Bau des Bourdon Store 1868 (≈ 1868)
Das ehemalige Tabaklager wurde Museum.
années 1970
Beginn der Sammlungen durch Docks
Beginn der Sammlungen durch Docks années 1970 (≈ 1970)
Überholte traditionelle Werkzeuge zu sammeln.
1992
Gründung des Museums
Gründung des Museums 1992 (≈ 1992)
Offizielle Eröffnung nach Anreicherung der Sammlungen.
1994
Start des Maritimen Tages
Start des Maritimen Tages 1994 (≈ 1994)
Jährliche Veranstaltung vom Museum initiiert.
2010
Qualitätstourismus
Qualitätstourismus 2010 (≈ 2010)
Label vergeben an das Hafenmuseum.
Aujourd'hui
Aujourd'hui
Aujourd'hui Aujourd'hui (≈ 2025)
Position de référence.
Kennzahlen
Dorian Dallongeville - Direktor und Kurator
Derzeit führt das Port Museum.
Ursprung und Geschichte
Das Dunkirk Maritime and Port Museum entstand aus der Initiative ehemaliger Andocker, die seit den 1970er Jahren mit dem Sammeln von Werkzeugen und Zeugnissen ihres Berufs begannen. Diese Sammlungen konzentrierten sich zunächst auf traditionelle Port-Handling-Tools (Kreuzen, Teufel, Erz-Dumpster), gab 1992 ein professionelles Museum. Die Institution wurde anschließend durch Akquisitionen und Depots bereichert, darunter die Handelskammer (Ikonographie) und das Museum of Fine Arts (Maquettes), die ihren Umfang auf Hafenaktivitäten, Navigation und lokale Geschichte ausdehnen.
Das Museum befindet sich in einem Gebäude aus dem Jahre 1868, dem ehemaligen Bourdon-Laden, das als Tabaklager diente. Dieser emblematische Ort der Industriearchitektur aus dem 19. Jahrhundert beherbergt jetzt zwei dauerhafte Sammlungen: eine "in-dock", innen und die andere "Float", die auf den Docks mit historischen Booten wie der Herzogin Anne, dem größten Segelschiff in Frankreich, angezeigt wird. Diese Elemente illustrieren den Übergang vom traditionellen Hafen zum modernen Hafen, gekennzeichnet durch die Ankunft von Containern.

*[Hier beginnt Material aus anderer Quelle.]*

//! JSON snapshot storage layer for Inkpad

mod collection;
mod notes;
mod traits;
mod users;

use std::fs;
use std::path::Path;

use tracing::instrument;

use crate::error::Result;
use crate::models::{Note, NoteStatus, ProfileUpdate, User};

pub use collection::Collection;
pub use notes::NoteStore;
pub use traits::{NoteRepository, Storage, UserRepository};
pub use users::UserStore;

/// Main store handle over the data directory
pub struct Store {
    users: Collection<User>,
    notes: Collection<Note>,
}

impl Store {
    /// Open or create the store in the given data directory
    #[instrument(skip(dir), fields(dir = %dir.as_ref().display()))]
    pub fn open<P: AsRef<Path>>(dir: P) -> Result<Self> {
        let dir = dir.as_ref();
        fs::create_dir_all(dir)?;
        Ok(Self {
            users: Collection::open("users", dir)?,
            notes: Collection::open("notes", dir)?,
        })
    }

    /// Get user store
    pub fn users(&self) -> UserStore<'_> {
        UserStore::new(&self.users)
    }

    /// Get note store
    pub fn notes(&self) -> NoteStore<'_> {
        NoteStore::new(&self.notes)
    }
}

// Implement repository traits for Store
// This enables using Store through the trait interface

impl UserRepository for Store {
    fn create_user(&self, user: &User) -> Result<()> {
        self.users().create(user)
    }

    fn find_user_by_username(&self, username: &str) -> Result<Option<User>> {
        self.users().find_by_username(username)
    }

    fn find_user_by_email(&self, email: &str) -> Result<Option<User>> {
        self.users().find_by_email(email)
    }

    fn update_profile(&self, username: &str, update: &ProfileUpdate) -> Result<User> {
        self.users().apply_profile(username, update)
    }

    fn set_password_hash(&self, username: &str, password_hash: &str) -> Result<()> {
        self.users().set_password_hash(username, password_hash)
    }

    fn set_profile_picture(&self, username: &str, filename: &str) -> Result<()> {
        self.users().set_profile_picture(username, filename)
    }
}

impl NoteRepository for Store {
    fn insert_note(&self, owner: &str, title: String, content: String) -> Result<Note> {
        self.notes().insert(owner, title, content)
    }

    fn find_note_by_id(&self, id: u64) -> Result<Option<Note>> {
        self.notes().find_by_id(id)
    }

    fn list_notes_for_owner(&self, owner: &str, status: NoteStatus) -> Result<Vec<Note>> {
        self.notes().list_for_owner(owner, status)
    }

    fn set_note_status(&self, id: u64, owner: &str, status: NoteStatus) -> Result<Note> {
        self.notes().update_owned(id, owner, |note| note.status = status)
    }

    fn edit_note(&self, id: u64, owner: &str, title: String, content: String) -> Result<Note> {
        self.notes().update_owned(id, owner, |note| {
            note.title = title;
            note.content = content;
        })
    }

    fn delete_note(&self, id: u64, owner: &str) -> Result<()> {
        self.notes().delete_owned(id, owner)
    }
}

Das Museum, das vom ACMAPOR Verein verwaltet wird, fördert eine breite institutionelle Partnerschaft, darunter die Stadt Dunkirk, die Handelskammer, der große Seehafen, die Abteilung des Nordens, die Region Hauts-de-France und das Ministerium für Kultur. Es bietet temporäre Ausstellungen, geführte Bootstouren, Bildungsaktivitäten in Zusammenarbeit mit der Nationalen Bildung und nimmt an Veranstaltungen wie Heritage Days oder Dunkirk Maritime Day teil, die er 1994 initiierte.
Die Sammlungen umfassen vier Hauptachsen: Hafenaktivitäten (Wandern, Handling, Schiffbau), Seeschifffahrt und ihre entfernten kommerziellen Ziele, der Transport von Gütern ins Hinterland (insbesondere über den Schiffbau), und die Geschichte des Hafens von Dunkirk, von seinen Ursprung als Fischerdorf zu seiner Entwicklung in einen großen Industrie- und Gewerbekomplex über 17 km Küstenlinie erstreckt. Eine große Sammlung von Fotografien und Modellen rundet diese Zeugnisse ab.
Das Museum verfügt über eine eigene Infrastruktur, wie eine Bildungswerkstatt, einen Projektionsraum, ein Dokumentationszentrum und einen Shop. Er erhielt 2010 die Marke Quality Tourism und ist mit dem Verband der Ecomuseums und Gesellschaftsmuseen verbunden. Sein derzeitiger Direktor ist Dorian Dlongeville, der Kurator der Institution. Die Website ist auch mit dem Label Musée de France gekennzeichnet und profitiert von wirtschaftlicher Unterstützung durch einen Club von achtzig Partnerunternehmen.